Collection entries:

impl Mission {
    /// Create a scheduled mission with no rockets.
    ///
    /// Fails when the name is empty or blank.
    pub fn new(id: MissionId, name: impl Into<String>) -> Result<Self, InvalidStateError> {
        Self::build(id, name.into(), MissionStatus::Scheduled, HashMap::new())
    }

    /// Create a scheduled mission with an initial set of rockets.
    ///
    /// Each rocket is assigned to this mission as a construction side
    /// effect, so a rocket that already belongs elsewhere fails the whole
    /// construction. Supplied rocket ids must be unique.
    pub fn with_rockets(
        id: MissionId,
        name: impl Into<String>,
        rockets: Vec<Rocket>,
    ) -> Result<Self, InvalidStateError> {
        let mut assigned = HashMap::with_capacity(rockets.len());
        for rocket in rockets {
            let rocket = rocket.assign_to_mission(id)?;
            let rocket_id = rocket.id();
            if assigned.insert(rocket_id, rocket).is_some() {
                return Err(InvalidStateError::new(format!(
                    "rocket {rocket_id} appears twice in the initial set, mission id: {id}"
                )));
            }
        }
        Self::build(id, name.into(), MissionStatus::Scheduled, assigned)
    }

    /// PENDING -> SCHEDULED, with the complete replacement set of rockets.
    pub fn schedule(&self, rockets: &[Rocket]) -> Result<Mission, InvalidStateError> {
        self.status.check_transition(MissionStatus::Scheduled)?;
        let updated = self.replacement_set(rockets)?;
        Self::build(self.id, self.name.clone(), MissionStatus::Scheduled, updated)
    }

    /// SCHEDULED -> PENDING, with the complete replacement set of rockets.
    ///
    /// A mission without rockets has nothing to wait on and cannot become
    /// pending.
    pub fn mark_as_pending(&self, rockets: &[Rocket]) -> Result<Mission, InvalidStateError> {
        self.status.check_transition(MissionStatus::Pending)?;
        if self.rockets.is_empty() {
            return Err(InvalidStateError::new(format!(
                "mission cannot be marked as pending because there are no rockets, mission: {self:?}"
            )));
        }
        let updated = self.replacement_set(rockets)?;
        Self::build(self.id, self.name.clone(), MissionStatus::Pending, updated)
    }

    /// SCHEDULED -> IN_PROGRESS, with the complete replacement set of
    /// rockets. At least one supplied rocket must be in space.
    pub fn start(&self, rockets: &[Rocket]) -> Result<Mission, InvalidStateError> {
        self.status.check_transition(MissionStatus::InProgress)?;
        if self.rockets.is_empty() {
            return Err(InvalidStateError::new(format!(
                "mission cannot be started because there are no rockets, mission: {self:?}"
            )));
        }
        let updated = self.replacement_set(rockets)?;
        Self::build(self.id, self.name.clone(), MissionStatus::InProgress, updated)
    }

    /// IN_PROGRESS -> ENDED. Ended missions retain no rocket assignments.
    pub fn end(&self) -> Result<Mission, InvalidStateError> {
        self.status.check_transition(MissionStatus::Ended)?;
        Self::build(
            self.id,
            self.name.clone(),
            MissionStatus::Ended,
            HashMap::new(),
        )
    }

    /// Add rockets that were not previously part of the mission.
    ///
    /// The supplied rockets are the re-derived results of
    /// [`Rocket::assign_to_mission`]; each must already carry this mission's
    /// id. Fails on a running or ended mission, an empty list, or a rocket
    /// id already present in the mapping.
    pub fn assign_rockets(&self, rockets: Vec<Rocket>) -> Result<Mission, InvalidStateError> {
        if matches!(self.status, MissionStatus::InProgress | MissionStatus::Ended) {
            return Err(InvalidStateError::new(format!(
                "rockets cannot be assigned because mission has invalid status, mission: {self:?}"
            )));
        }
        if rockets.is_empty() {
            return Err(InvalidStateError::new(format!(
                "there are no rockets to assign, mission: {self:?}"
            )));
        }

        let mut updated = self.rockets.clone();
        for rocket in rockets {
            if rocket.mission_id() != Some(self.id) {
                return Err(InvalidStateError::new(format!(
                    "rocket does not carry this mission's id, rocket: {rocket:?}, mission id: {}",
                    self.id,
                )));
            }
            let rocket_id = rocket.id();
            if updated.insert(rocket_id, rocket).is_some() {
                return Err(InvalidStateError::new(format!(
                    "rocket {rocket_id} is already assigned to this mission, mission: {self:?}"
                )));
            }
        }
        Self::build(self.id, self.name.clone(), self.status, updated)
    }

    pub fn id(&self) -> MissionId {
        self.id
    }

    pub fn name(&self) -> &str {
        &self.name
    }

    pub fn status(&self) -> MissionStatus {
        self.status
    }

    pub fn rockets(&self) -> &HashMap<RocketId, Rocket> {
        &self.rockets
    }

    pub fn rocket_count(&self) -> usize {
        self.rockets.len()
    }

    /// Validate a complete replacement set: same cardinality as the current
    /// mapping, unique ids, and every id already belonging to this mission.
    /// Rockets may change identity and status, never cardinality.
    fn replacement_set(
        &self,
        rockets: &[Rocket],
    ) -> Result<HashMap<RocketId, Rocket>, InvalidStateError> {
        if rockets.len() != self.rockets.len() {
            return Err(InvalidStateError::new(format!(
                "the number of rockets must stay {}, got {}, mission: {self:?}",
                self.rockets.len(),
                rockets.len(),
            )));
        }
        let mut updated = HashMap::with_capacity(rockets.len());
        for rocket in rockets {
            let rocket_id = rocket.id();
            if !self.rockets.contains_key(&rocket_id) {
                return Err(InvalidStateError::new(format!(
                    "rocket {rocket_id} does not belong to this mission, mission: {self:?}"
                )));
            }
            if updated.insert(rocket_id, rocket.clone()).is_some() {
                return Err(InvalidStateError::new(format!(
                    "rocket {rocket_id} appears twice in the replacement set, mission: {self:?}"
                )));
            }
        }
        Ok(updated)
    }

    /// Single construction point. A mission that exists is always valid:
    /// name non-blank, IN_PROGRESS implies at least one rocket in space.
    fn build(
        id: MissionId,
        name: String,
        status: MissionStatus,
        rockets: HashMap<RocketId, Rocket>,
    ) -> Result<Self, InvalidStateError> {
        if name.trim().is_empty() {
            return Err(InvalidStateError::new(format!(
                "mission name cannot be empty or blank, mission id: {id}"
            )));
        }
        if status == MissionStatus::InProgress
            && !rockets
                .values()
                .any(|rocket| rocket.status() == RocketStatus::InSpace)
        {
            return Err(InvalidStateError::new(format!(
                "mission {id} ({name}) cannot be in progress without a rocket in space"
            )));
        }
        Ok(Self {
            id,
            name,
            status,
            rockets,
        })
    }
}

#[cfg(test)]
mod tests {
    use super::*;

    fn mission(name: &str) -> Mission {
        Mission::new(MissionId::random(), name).unwrap()
    }

    fn rocket(name: &str) -> Rocket {
        Rocket::new(RocketId::random(), name).unwrap()
    }

    #[test]
    fn mission_is_created_scheduled_and_empty() {
        let mars = mission("Mars");
        assert_eq!(mars.status(), MissionStatus::Scheduled);
        assert_eq!(mars.rocket_count(), 0);
    }

    #[test]
    fn mission_cannot_be_created_with_blank_name() {
        for name in ["", " ", "   "] {
            assert!(Mission::new(MissionId::random(), name).is_err());
        }
    }

    #[test]
    fn construction_with_rockets_assigns_them() {
        let id = MissionId::random();
        let mars = Mission::with_rockets(id, "Mars", vec![rocket("Dragon")]).unwrap();

        assert_eq!(mars.rocket_count(), 1);
        for assigned in mars.rockets().values() {
            assert_eq!(assigned.mission_id(), Some(id));
        }
    }

    #[test]
    fn construction_rejects_duplicate_rocket_ids() {
        let dragon = rocket("Dragon");
        let err = Mission::with_rockets(
            MissionId::random(),
            "Mars",
            vec![dragon.clone(), dragon],
        )
        .unwrap_err();
        assert!(err.message().contains("appears twice"));
    }

    #[test]
    fn construction_rejects_rockets_already_assigned_elsewhere() {
        let elsewhere = rocket("Dragon")
            .assign_to_mission(MissionId::random())
            .unwrap();
        assert!(Mission::with_rockets(MissionId::random(), "Mars", vec![elsewhere]).is_err());
    }

    #[test]
    fn full_lifecycle_scheduled_pending_scheduled_in_progress_ended() {
        let scheduled = mission("Mars");
        let dragon = rocket("Dragon").assign_to_mission(scheduled.id()).unwrap();
        let assigned = scheduled.assign_rockets(vec![dragon.clone()]).unwrap();

        let dragon_in_repair = dragon.repair().unwrap();
        let pending = assigned
            .mark_as_pending(&[dragon_in_repair.clone()])
            .unwrap();
        assert_eq!(pending.status(), MissionStatus::Pending);

        let dragon_repaired = dragon_in_repair.return_to_ground().unwrap();
        let scheduled_again = pending.schedule(&[dragon_repaired.clone()]).unwrap();
        assert_eq!(scheduled_again.status(), MissionStatus::Scheduled);

        let dragon_in_space = dragon_repaired.start().unwrap();
        let in_progress = scheduled_again.start(&[dragon_in_space.clone()]).unwrap();
        assert_eq!(in_progress.status(), MissionStatus::InProgress);

        let ended = in_progress.end().unwrap();
        assert_eq!(ended.status(), MissionStatus::Ended);
        assert_eq!(ended.rocket_count(), 0);
    }

    #[test]
    fn pending_fails_without_rockets() {
        let empty = mission("Mars");
        let err = empty.mark_as_pending(&[]).unwrap_err();
        assert!(err.message().contains("no rockets"));
    }

    #[test]
    fn pending_fails_from_in_progress() {
        let scheduled = mission("Mars");
        let dragon = rocket("Dragon").assign_to_mission(scheduled.id()).unwrap();
        let assigned = scheduled.assign_rockets(vec![dragon.clone()]).unwrap();
        let in_progress = assigned.start(&[dragon.start().unwrap()]).unwrap();

        assert!(in_progress.mark_as_pending(&[]).is_err());
    }

    #[test]
    fn start_fails_without_a_rocket_in_space() {
        let scheduled = mission("Mars");
        let dragon = rocket("Dragon").assign_to_mission(scheduled.id()).unwrap();
        let assigned = scheduled.assign_rockets(vec![dragon.clone()]).unwrap();

        // The supplied rocket is still on the ground.
        assert!(assigned.start(&[dragon]).is_err());
    }

    #[test]
    fn start_fails_on_an_empty_mission() {
        assert!(mission("Mars").start(&[]).is_err());
    }

    #[test]
    fn replacement_set_cannot_change_cardinality() {
        let scheduled = mission("Mars");
        let dragon = rocket("Dragon").assign_to_mission(scheduled.id()).unwrap();
        let assigned = scheduled.assign_rockets(vec![dragon.clone()]).unwrap();

        let stranger = rocket("Falcon").assign_to_mission(scheduled.id()).unwrap();
        // Two rockets supplied to a one-rocket mission.
        assert!(assigned
            .mark_as_pending(&[dragon.repair().unwrap(), stranger])
            .is_err());
    }

    #[test]
    fn replacement_set_rejects_foreign_rockets() {
        let scheduled = mission("Mars");
        let dragon = rocket("Dragon").assign_to_mission(scheduled.id()).unwrap();
        let assigned = scheduled.assign_rockets(vec![dragon]).unwrap();

        let stranger = rocket("Falcon").assign_to_mission(scheduled.id()).unwrap();
        assert!(assigned.mark_as_pending(&[stranger]).is_err());
    }

    #[test]
    fn assign_rockets_rejects_duplicates() {
        let scheduled = mission("Mars");
        let dragon = rocket("Dragon").assign_to_mission(scheduled.id()).unwrap();
        let assigned = scheduled.assign_rockets(vec![dragon.clone()]).unwrap();

        assert!(assigned.assign_rockets(vec![dragon]).is_err());
    }

    #[test]
    fn assign_rockets_rejects_an_empty_list() {
        assert!(mission("Mars").assign_rockets(vec![]).is_err());
    }

    #[test]
    fn assign_rockets_rejects_rockets_pointing_elsewhere() {
        let mars = mission("Mars");
        let foreign = rocket("Dragon")
            .assign_to_mission(MissionId::random())
            .unwrap();
        assert!(mars.assign_rockets(vec![foreign]).is_err());
    }

    #[test]
    fn assign_rockets_fails_on_running_or_ended_missions() {
        let scheduled = mission("Mars");
        let dragon = rocket("Dragon").assign_to_mission(scheduled.id()).unwrap();
        let assigned = scheduled.assign_rockets(vec![dragon.clone()]).unwrap();
        let in_progress = assigned.start(&[dragon.start().unwrap()]).unwrap();

        let late = rocket("Falcon").assign_to_mission(scheduled.id()).unwrap();
        assert!(in_progress.assign_rockets(vec![late.clone()]).is_err());

        let ended = in_progress.end().unwrap();
        assert!(ended.assign_rockets(vec![late]).is_err());
    }

    #[test]
    fn ended_is_the_only_terminal_status() {
        for status in MissionStatus::ALL {
            assert_eq!(status.is_terminal(), status == MissionStatus::Ended);
        }
    }

    #[test]
    fn every_status_has_an_incoming_edge() {
        for status in MissionStatus::ALL {
            let reachable = MissionStatus::ALL
                .iter()
                .any(|from| from.allowed_transitions().contains(&status));
            assert!(reachable, "{status} is unreachable");
        }
    }

    #[test]
    fn no_status_allows_a_self_loop() {
        for status in MissionStatus::ALL {
            assert!(!status.allowed_transitions().contains(&status));
        }
    }
}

What to work on:
Search the data above for the string "because" and return every line that has it.

Exercise response:
                "mission cannot be marked as pending because there are no rockets, mission: {self:?}"
                "mission cannot be started because there are no rockets, mission: {self:?}"
                "rockets cannot be assigned because mission has invalid status, mission: {self:?}"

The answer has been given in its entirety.